The shame that Hannah is forced to endure because of this expectation leads her to express her experience of misery before God in prayer. This petition to God, mindful that we are told it is God himself who has closed her womb, serves as a protest against God. Hannah’s prayer in the midst of the story of Israel challenges the seemingly God ordained order of things.

Against the backdrop of the larger story of Israel’s history, that is seeking to establish the divine mandate for Kings, Hannah’s prayer of petition cuts across the grain. Hannah resists the imposition of God’s will on her body, by decrying the misery it places her under. For Hannah “the way things are,” the so-called “natural order of things” is resisted.

Hannah is a strong woman who challenges the situation she is in, even while she seems to have no power.

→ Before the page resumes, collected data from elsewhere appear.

//! Asset provider module.
//!
//! Resolves `AssetRef`s to decoded RGBA bitmaps. The pipeline only sees the
//! `AssetProvider` trait; two implementations ship with the crate:
//!
//! - `DiskAssetCache`: read-through cache rooted at a directory. Misses are
//!   downloaded through a `RemoteFetcher`, written to a temporary file and
//!   atomically moved into place. Entries are never invalidated, and when two
//!   renders race on the same miss the first writer wins.
//! - `MemoryAssets`: a fixed in-memory table, for callers that already hold
//!   their images and for tests.

use crate::error::CardError;
use crate::snapshot::AssetRef;
use image::RgbaImage;
use std::collections::HashMap;
use std::io::Write;
use std::path::{Component, Path, PathBuf};

/// Resolves logical asset paths to bitmaps.
pub trait AssetProvider: Send + Sync {
    /// Load the bitmap for `asset`.
    ///
    /// # Errors
    ///
    /// `CardError::AssetUnavailable` if the asset is neither cached nor
    /// fetchable.
    fn resolve(&self, asset: &AssetRef) -> Result<RgbaImage, CardError>;

    /// Pixel size of `asset`.
    fn dimensions(&self, asset: &AssetRef) -> Result<(u32, u32), CardError> {
        self.resolve(asset).map(|image| image.dimensions())
    }
}

/// Downloads raw asset bytes.
pub trait RemoteFetcher: Send + Sync {
    fn fetch(&self, url: &str) -> Result<Vec<u8>, Box<dyn std::error::Error + Send + Sync>>;
}

/// On-disk, write-once asset cache.
pub struct DiskAssetCache {
    root: PathBuf,
    fetcher: Option<Box<dyn RemoteFetcher>>,
}

impl DiskAssetCache {
    /// Cache over bundled assets only; misses are errors.
    pub fn new(root: impl Into<PathBuf>) -> Self {
        Self {
            root: root.into(),
            fetcher: None,
        }
    }

    /// Cache that downloads misses with `fetcher`.
    pub fn with_fetcher(root: impl Into<PathBuf>, fetcher: Box<dyn RemoteFetcher>) -> Self {
        Self {
            root: root.into(),
            fetcher: Some(fetcher),
        }
    }

    pub fn root(&self) -> &Path {
        &self.root
    }

    /// Location of `asset` under the root.
    ///
    /// Only plain relative paths are accepted; `..`, `.` and absolute
    /// components would step outside the cache.
    fn local_path(&self, asset: &AssetRef) -> Result<PathBuf, CardError> {
        let relative = Path::new(&asset.path);
        let mut components = relative.components().peekable();
        if components.peek().is_none()
            || !components.all(|part| matches!(part, Component::Normal(_)))
        {
            return Err(CardError::asset(&asset.path, "path escapes the cache root"));
        }
        Ok(self.root.join(relative))
    }

    /// Download `asset` and move it into place without overwriting.
    fn populate(&self, asset: &AssetRef, path: &Path) -> Result<(), CardError> {
        let url = asset
            .url
            .as_deref()
            .ok_or_else(|| CardError::asset(&asset.path, "not cached and no remote url"))?;
        let fetcher = self
            .fetcher
            .as_ref()
            .ok_or_else(|| CardError::asset(&asset.path, "not cached and no fetcher configured"))?;

        tracing::debug!(path = %asset.path, url, "Asset cache miss, fetching");
        let bytes = fetcher
            .fetch(url)
            .map_err(|e| CardError::asset(&asset.path, e))?;

        let parent = path
            .parent()
            .ok_or_else(|| CardError::asset(&asset.path, "invalid cache path"))?;
        std::fs::create_dir_all(parent).map_err(|e| CardError::asset(&asset.path, e))?;

        let mut staged =
            tempfile::NamedTempFile::new_in(parent).map_err(|e| CardError::asset(&asset.path, e))?;
        staged
            .write_all(&bytes)
            .map_err(|e| CardError::asset(&asset.path, e))?;

        match staged.persist_noclobber(path) {
            Ok(_) => Ok(()),
            Err(e) if e.error.kind() == std::io::ErrorKind::AlreadyExists => {
                tracing::debug!(path = %asset.path, "Asset cached concurrently, keeping first copy");
                Ok(())
            }
            Err(e) => Err(CardError::asset(&asset.path, e.error)),
        }
    }
}

impl AssetProvider for DiskAssetCache {
    fn resolve(&self, asset: &AssetRef) -> Result<RgbaImage, CardError> {
        let path = self.local_path(asset)?;
        if !path.exists() {
            self.populate(asset, &path)?;
        }

        let image = image::open(&path).map_err(|e| CardError::asset(&asset.path, e))?;
        Ok(image.to_rgba8())
    }

    fn dimensions(&self, asset: &AssetRef) -> Result<(u32, u32), CardError> {
        let path = self.local_path(asset)?;
        if !path.exists() {
            self.populate(asset, &path)?;
        }
        image::image_dimensions(&path).map_err(|e| CardError::asset(&asset.path, e))
    }
}

/// In-memory asset table keyed by logical path.
///
/// # Examples
///
/// ```rust
/// use buildcard::asset::{AssetProvider, MemoryAssets};
/// use buildcard::AssetRef;
/// use image::RgbaImage;
///
/// let mut assets = MemoryAssets::new();
/// assets.insert("UI/LOCKED.png", RgbaImage::new(20, 25));
///
/// let lock = AssetRef::local("UI/LOCKED.png");
/// assert_eq!(assets.dimensions(&lock).unwrap(), (20, 25));
/// assert!(assets.resolve(&AssetRef::local("missing.png")).is_err());
/// ```
#[derive(Debug, Clone, Default)]
pub struct MemoryAssets {
    images: HashMap<String, RgbaImage>,
}

impl MemoryAssets {
    pub fn new() -> Self {
        Self::default()
    }

    pub fn insert(&mut self, path: impl Into<String>, image: RgbaImage) {
        self.images.insert(path.into(), image);
    }

    pub fn remove(&mut self, path: &str) -> Option<RgbaImage> {
        self.images.remove(path)
    }

    pub fn contains(&self, path: &str) -> bool {
        self.images.contains_key(path)
    }
}

impl AssetProvider for MemoryAssets {
    fn resolve(&self, asset: &AssetRef) -> Result<RgbaImage, CardError> {
        self.images
            .get(&asset.path)
            .cloned()
            .ok_or_else(|| CardError::asset(&asset.path, "not registered"))
    }

    fn dimensions(&self, asset: &AssetRef) -> Result<(u32, u32), CardError> {
        self.images
            .get(&asset.path)
            .map(|image| image.dimensions())
            .ok_or_else(|| CardError::asset(&asset.path, "not registered"))
    }
}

As we take in the sweep of the narrative that recounts the machinations of power and politics in the history of Israel, we might recall one of those questions from earlier:

Where do we see ourselves in these stories?

Perhaps we might reflect on Hannah’s story. On Hannah’s strength.

We might reflect on the initial response she receives – and perhaps which we have been prone to give – from the Priest, the religious leader at the temple in which Hannah prays. The Priest, Eli, sees Hannah praying and dismisses her voice. Dismisses the protest she raises in the name of the misery of women.

Whose voices are we listening to?

Eli accuses Hannah, in her strength and resilience, of being drunk. Of being frivolous.

Still Hannah refuses to back down.

“I am a woman deeply troubled …

I have been pouring out my soul before the Lord …

Do not regard [me] as a worthless woman …

For I have been speaking out of my great anxiety and vexation all this time.”

These words resonate and resound throughout the stories of women all around the world, and throughout history.

“I am a woman deeply troubled …

I have been pouring out my soul before the Lord …

Do not regard [me] as a worthless woman …

For I have been speaking out of my great anxiety and vexation all this time.”

We are blessed to call these Scripture.

We are blessed to hear the voices of women cutting across the seemingly important stories of men with power.

We are blessed by the many women throughout the world, and throughout history that have channelled the strength and resilience of Hannah. The women who have refused the order of things, have refused the misery imposed upon them.

Our reading from Mark challenges us, as a Christian community, to recognise and participate in the ways women move towards and create hope. Mark 13 challenges us to discern the activity of God in the world in the midst of catastrophe. The not so ancient catastrophe of the plight of women – lacking in access to education, sold into slavery, transgressed bodies, killed by intimate partners — The not so ancient plight of women is a catastrophe. We are tasked with discerning the activity of God in the midst of this.

Here is where I want to make a controversial opinion. The activity of God today, may well be akin to the activity of God that Jesus himself points to: tearing down the temple. In the story of Mark, our reading comes after Jesus’ condemnation of religious leaders in the temple for exploiting the vulnerable – particularly widows. We might imagine an aged Hannah once again standing her ground in the holy place, mistreated once again by a Priest in the temple. We might imagine the strength of Hannah repeated again and again in the lives and voices of women throughout the world.

And, if we are half as strong as them, we might join in their prayer:

“There are women deeply troubled …

They have been pouring out their souls before the Lord …

Do not regard them as worthless women …

For they have been speaking out of great anxiety and vexation all this time.”

In listening to the voices of women, standing with them, learning from their resilience … we may just discern the hopeful activity of God in the world, and be drawn into her life. Amen.